Em 2010, o Alentejo introduziu a classificação DOC Vinho de Talha. Preserva a tradição de fermentar e envelhecer vinhos com as borras em talhas (ânforas grandes e não porosas) até ao dia de São Martins (ou mais). As evoluções do método clássico elevaram a categoria a novos patamares de sofisticação. O Herdade do Rocim Clay Made Tinto 2015 envelheceu (mas não fermentou) numa pequena vasilha de barro de 140 litros, desenhada para replicar a micro-oxigenação de uma barrica de carvalho nova. Descrevendo este primeiro lançamento como “um ponto de viragem” para os vinhos de talha portugueses, o enólogo Pedro Ribeiro afirmou que, até à data, “todos diziam que os vinhos da talha eram interessantes, mas ninguém pensava que se poderia fazer um bom vinho”. O Procura na Ânfora Branco 2018 de Susana Esteban parte da tradição da talha porque o mosto foi fermentado sem película e com controle de temperatura. Reforçando a elegância e a pureza, este ‘twist’ articula fielmente o terroir de Portalegre - a sub-região mais alta e fresca do Alentejo.

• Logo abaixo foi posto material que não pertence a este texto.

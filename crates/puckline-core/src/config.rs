//! Configuration loading and typed config structures for the Puckline engine.
//!
//! The canonical configuration lives in `puckline-config.yaml` at the project
//! root. Every field has a default, so a missing file or a partial file is
//! valid. A handful of environment variables override the YAML:
//!
//! | Variable | Overrides |
//! |----------|-----------|
//! | `PUCKLINE_SNAPSHOT_DIR` | `replay.snapshot_dir` |
//! | `PUCKLINE_CHECKPOINT_DIR` | `replay.checkpoint_dir` |
//! | `PUCKLINE_LOG_LEVEL` | `logging.level` |

use std::path::{Path, PathBuf};

use serde::Deserialize;

use puckline_analysis::{MomentumConfig, MomentumConfigError};

/// Environment variable naming the config file to load.
pub const CONFIG_PATH_ENV: &str = "PUCKLINE_CONFIG";

/// Config file used when [`CONFIG_PATH_ENV`] is unset.
pub const DEFAULT_CONFIG_PATH: &str = "puckline-config.yaml";

/// Errors that can occur when loading configuration.
#[derive(Debug, thiserror::Error)]
pub enum ConfigError {
    /// Failed to read the configuration file from disk.
    #[error("failed to read config file: {source}")]
    Io {
        /// The underlying I/O error.
        #[from]
        source: std::io::Error,
    },

    /// Failed to parse YAML content.
    #[error("failed to parse config YAML: {source}")]
    Yaml {
        /// The underlying YAML parse error.
        source: serde_yml::Error,
    },

    /// The momentum section is out of range.
    #[error("invalid momentum config: {source}")]
    Momentum {
        /// The underlying validation error.
        #[from]
        source: MomentumConfigError,
    },

    /// The per-game channel must hold at least one snapshot.
    #[error("replay.channel_capacity must be at least 1")]
    ZeroChannelCapacity,
}

impl From<serde_yml::Error> for ConfigError {
    fn from(source: serde_yml::Error) -> Self {
        Self::Yaml { source }
    }
}

/// Top-level engine configuration.
///
/// Mirrors the structure of `puckline-config.yaml`.
#[derive(Debug, Clone, Default, PartialEq, Eq, Deserialize)]
pub struct EngineConfig {
    /// Momentum weights, multipliers, bonuses, and tier thresholds.
    #[serde(default)]
    pub momentum: MomentumConfig,

    /// Logging configuration.
    #[serde(default)]
    pub logging: LoggingConfig,

    /// Snapshot replay and checkpoint settings.
    #[serde(default)]
    pub replay: ReplayConfig,
}

impl EngineConfig {
    /// Load configuration from a YAML file at the given path.
    ///
    /// Environment overrides are applied before validation.
    ///
    /// # Errors
    ///
    /// Returns [`ConfigError::Io`] if the file cannot be read,
    /// [`ConfigError::Yaml`] if the content is not valid YAML, or a
    /// validation error.
    pub fn from_file(path: &Path) -> Result<Self, ConfigError> {
        let contents = std::fs::read_to_string(path)?;
        Self::parse(&contents)
    }

    /// Load the file at `path` if it exists, otherwise start from defaults.
    ///
    /// # Errors
    ///
    /// Same as [`from_file`](Self::from_file); a missing file is not an error.
    pub fn from_file_or_default(path: &Path) -> Result<Self, ConfigError> {
        if path.exists() {
            return Self::from_file(path);
        }
        tracing::info!(path = %path.display(), "Config file not found, using defaults");
        let mut config = Self::default();
        config.apply_env_overrides();
        config.validate()?;
        Ok(config)
    }

    /// Parse configuration from a YAML string.
    ///
    /// # Errors
    ///
    /// Returns [`ConfigError::Yaml`] if the string is not valid YAML, or a
    /// validation error.
    pub fn parse(yaml: &str) -> Result<Self, ConfigError> {
        let mut config: Self = serde_yml::from_str(yaml)?;
        config.apply_env_overrides();
        config.validate()?;
        Ok(config)
    }

    /// Override values with `PUCKLINE_*` environment variables when set.
    pub fn apply_env_overrides(&mut self) {
        self.apply_overrides_from(|key| std::env::var(key).ok());
    }

    /// Override values using an arbitrary variable lookup.
    pub fn apply_overrides_from<F>(&mut self, lookup: F)
    where
        F: Fn(&str) -> Option<String>,
    {
        if let Some(val) = lookup("PUCKLINE_SNAPSHOT_DIR") {
            self.replay.snapshot_dir = PathBuf::from(val);
        }
        if let Some(val) = lookup("PUCKLINE_CHECKPOINT_DIR") {
            self.replay.checkpoint_dir = PathBuf::from(val);
        }
        if let Some(val) = lookup("PUCKLINE_LOG_LEVEL") {
            self.logging.level = val;
        }
    }

    /// Check every section for out-of-range values.
    ///
    /// # Errors
    ///
    /// Returns [`ConfigError::Momentum`] or
    /// [`ConfigError::ZeroChannelCapacity`].
    pub fn validate(&self) -> Result<(), ConfigError> {
        self.momentum.validate()?;
        if self.replay.channel_capacity == 0 {
            return Err(ConfigError::ZeroChannelCapacity);
        }
        Ok(())
    }
}

/// Logging configuration.
#[derive(Debug, Clone, PartialEq, Eq, Deserialize)]
pub struct LoggingConfig {
    /// Log level (trace, debug, info, warn, error). `RUST_LOG` wins when set.
    #[serde(default = "default_log_level")]
    pub level: String,

    /// Emit JSON log lines instead of the human-readable format.
    #[serde(default)]
    pub json: bool,
}

impl Default for LoggingConfig {
    fn default() -> Self {
        Self {
            level: default_log_level(),
            json: false,
        }
    }
}

/// Snapshot replay configuration.
#[derive(Debug, Clone, PartialEq, Eq, Deserialize)]
pub struct ReplayConfig {
    /// Directory of snapshot JSON files, replayed in file-name order.
    #[serde(default = "default_snapshot_dir")]
    pub snapshot_dir: PathBuf,

    /// Directory holding one `<game_id>.json` checkpoint per game.
    #[serde(default = "default_checkpoint_dir")]
    pub checkpoint_dir: PathBuf,

    /// Snapshots buffered per game before senders wait.
    #[serde(default = "default_channel_capacity")]
    pub channel_capacity: usize,
}

impl Default for ReplayConfig {
    fn default() -> Self {
        Self {
            snapshot_dir: default_snapshot_dir(),
            checkpoint_dir: default_checkpoint_dir(),
            channel_capacity: default_channel_capacity(),
        }
    }
}

fn default_log_level() -> String {
    "info".to_owned()
}

fn default_snapshot_dir() -> PathBuf {
    PathBuf::from("data/snapshots")
}

fn default_checkpoint_dir() -> PathBuf {
    PathBuf::from("data/checkpoints")
}

const fn default_channel_capacity() -> usize {
    64
}

#[cfg(test)]
#[allow(clippy::unwrap_used)]
mod tests {
    use rust_decimal::Decimal;

    use super::*;

    #[test]
    fn default_config_is_valid() {
        let config = EngineConfig::default();
        assert!(config.validate().is_ok());
        assert_eq!(config.logging.level, "info");
        assert!(!config.logging.json);
        assert_eq!(config.replay.channel_capacity, 64);
        assert_eq!(config.momentum.tiers.play_by_play, 75);
    }

    #[test]
    fn parse_full_yaml() {
        let yaml = r"
momentum:
  base_scores:
    goal: 60
    hit: 12
  multipliers:
    overtime: 3.0
    late_game_window_seconds: 240
  bonuses:
    struck_iron: 20
  tiers:
    play_by_play: 80
    mixed_coverage: 30

logging:
  level: debug
  json: true

replay:
  snapshot_dir: /var/puckline/in
  checkpoint_dir: /var/puckline/state
  channel_capacity: 8
";
        let mut config: EngineConfig = serde_yml::from_str(yaml).unwrap();
        config.validate().unwrap();
        assert_eq!(config.momentum.base_scores.goal, 60);
        assert_eq!(config.momentum.base_scores.hit, 12);
        assert_eq!(config.momentum.base_scores.fight, 45);
        assert_eq!(config.momentum.multipliers.overtime, Decimal::new(30, 1));
        assert_eq!(config.momentum.multipliers.late_game_window_seconds, 240);
        assert_eq!(config.momentum.bonuses.struck_iron, 20);
        assert_eq!(config.momentum.tiers.play_by_play, 80);
        assert_eq!(config.logging.level, "debug");
        assert!(config.logging.json);
        assert_eq!(config.replay.snapshot_dir, PathBuf::from("/var/puckline/in"));
        assert_eq!(config.replay.channel_capacity, 8);

        config.apply_overrides_from(|key| {
            (key == "PUCKLINE_CHECKPOINT_DIR").then(|| "/tmp/ckpt".to_owned())
        });
        assert_eq!(config.replay.checkpoint_dir, PathBuf::from("/tmp/ckpt"));
        assert_eq!(config.replay.snapshot_dir, PathBuf::from("/var/puckline/in"));
    }

    #[test]
    fn parse_empty_yaml_uses_defaults() {
        let config: EngineConfig = serde_yml::from_str("{}").unwrap();
        assert_eq!(config.replay, ReplayConfig::default());
        assert_eq!(config.momentum, MomentumConfig::default());
    }

    #[test]
    fn env_overrides_replace_yaml_values() {
        let mut config = EngineConfig::default();
        config.apply_overrides_from(|key| match key {
            "PUCKLINE_SNAPSHOT_DIR" => Some("/feed".to_owned()),
            "PUCKLINE_LOG_LEVEL" => Some("warn".to_owned()),
            _ => None,
        });
        assert_eq!(config.replay.snapshot_dir, PathBuf::from("/feed"));
        assert_eq!(config.logging.level, "warn");
        assert_eq!(config.replay.checkpoint_dir, default_checkpoint_dir());
    }

    #[test]
    fn zero_channel_capacity_is_rejected() {
        let config: EngineConfig =
            serde_yml::from_str("replay:\n  channel_capacity: 0\n").unwrap();
        assert!(matches!(config.validate(), Err(ConfigError::ZeroChannelCapacity)));
    }

    #[test]
    fn inverted_tiers_are_rejected() {
        let config: EngineConfig =
            serde_yml::from_str("momentum:\n  tiers:\n    play_by_play: 10\n    mixed_coverage: 20\n")
                .unwrap();
        assert!(matches!(config.validate(), Err(ConfigError::Momentum { .. })));
    }

    #[test]
    fn invalid_yaml_is_an_error() {
        let err = serde_yml::from_str::<EngineConfig>("replay: [unterminated").unwrap_err();
        let err = ConfigError::from(err);
        assert!(err.to_string().starts_with("failed to parse config YAML"));
    }
}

O que se segue? Na Austrália, a Penfolds tem firmemente celebrado a tradição local da Austrália do Sul em elaborar lotes multirregionais e interestaduais. Numa reviravolta controversa desta técnica clássica, acaba de lançar dois lotes de vinhos tintos da Califórnia e da Austrália do Sul na sua gama Signature Colours, com número ‘Bin’ ao melhor estilo Penfolds. E com um preço confiante de 545 libras por garrafa, é posicionado ao nível do Penfolds' Grange, um ícone australiano. Por mais que a “California Collection” reforce o posicionamento de marca de luxo da Penfolds (e por mais que esteja ansiosa para provar as minhas amostras), deslocar esta marca tradicional para a Califórnia parece levar o ‘twist’ um pouco longe demais.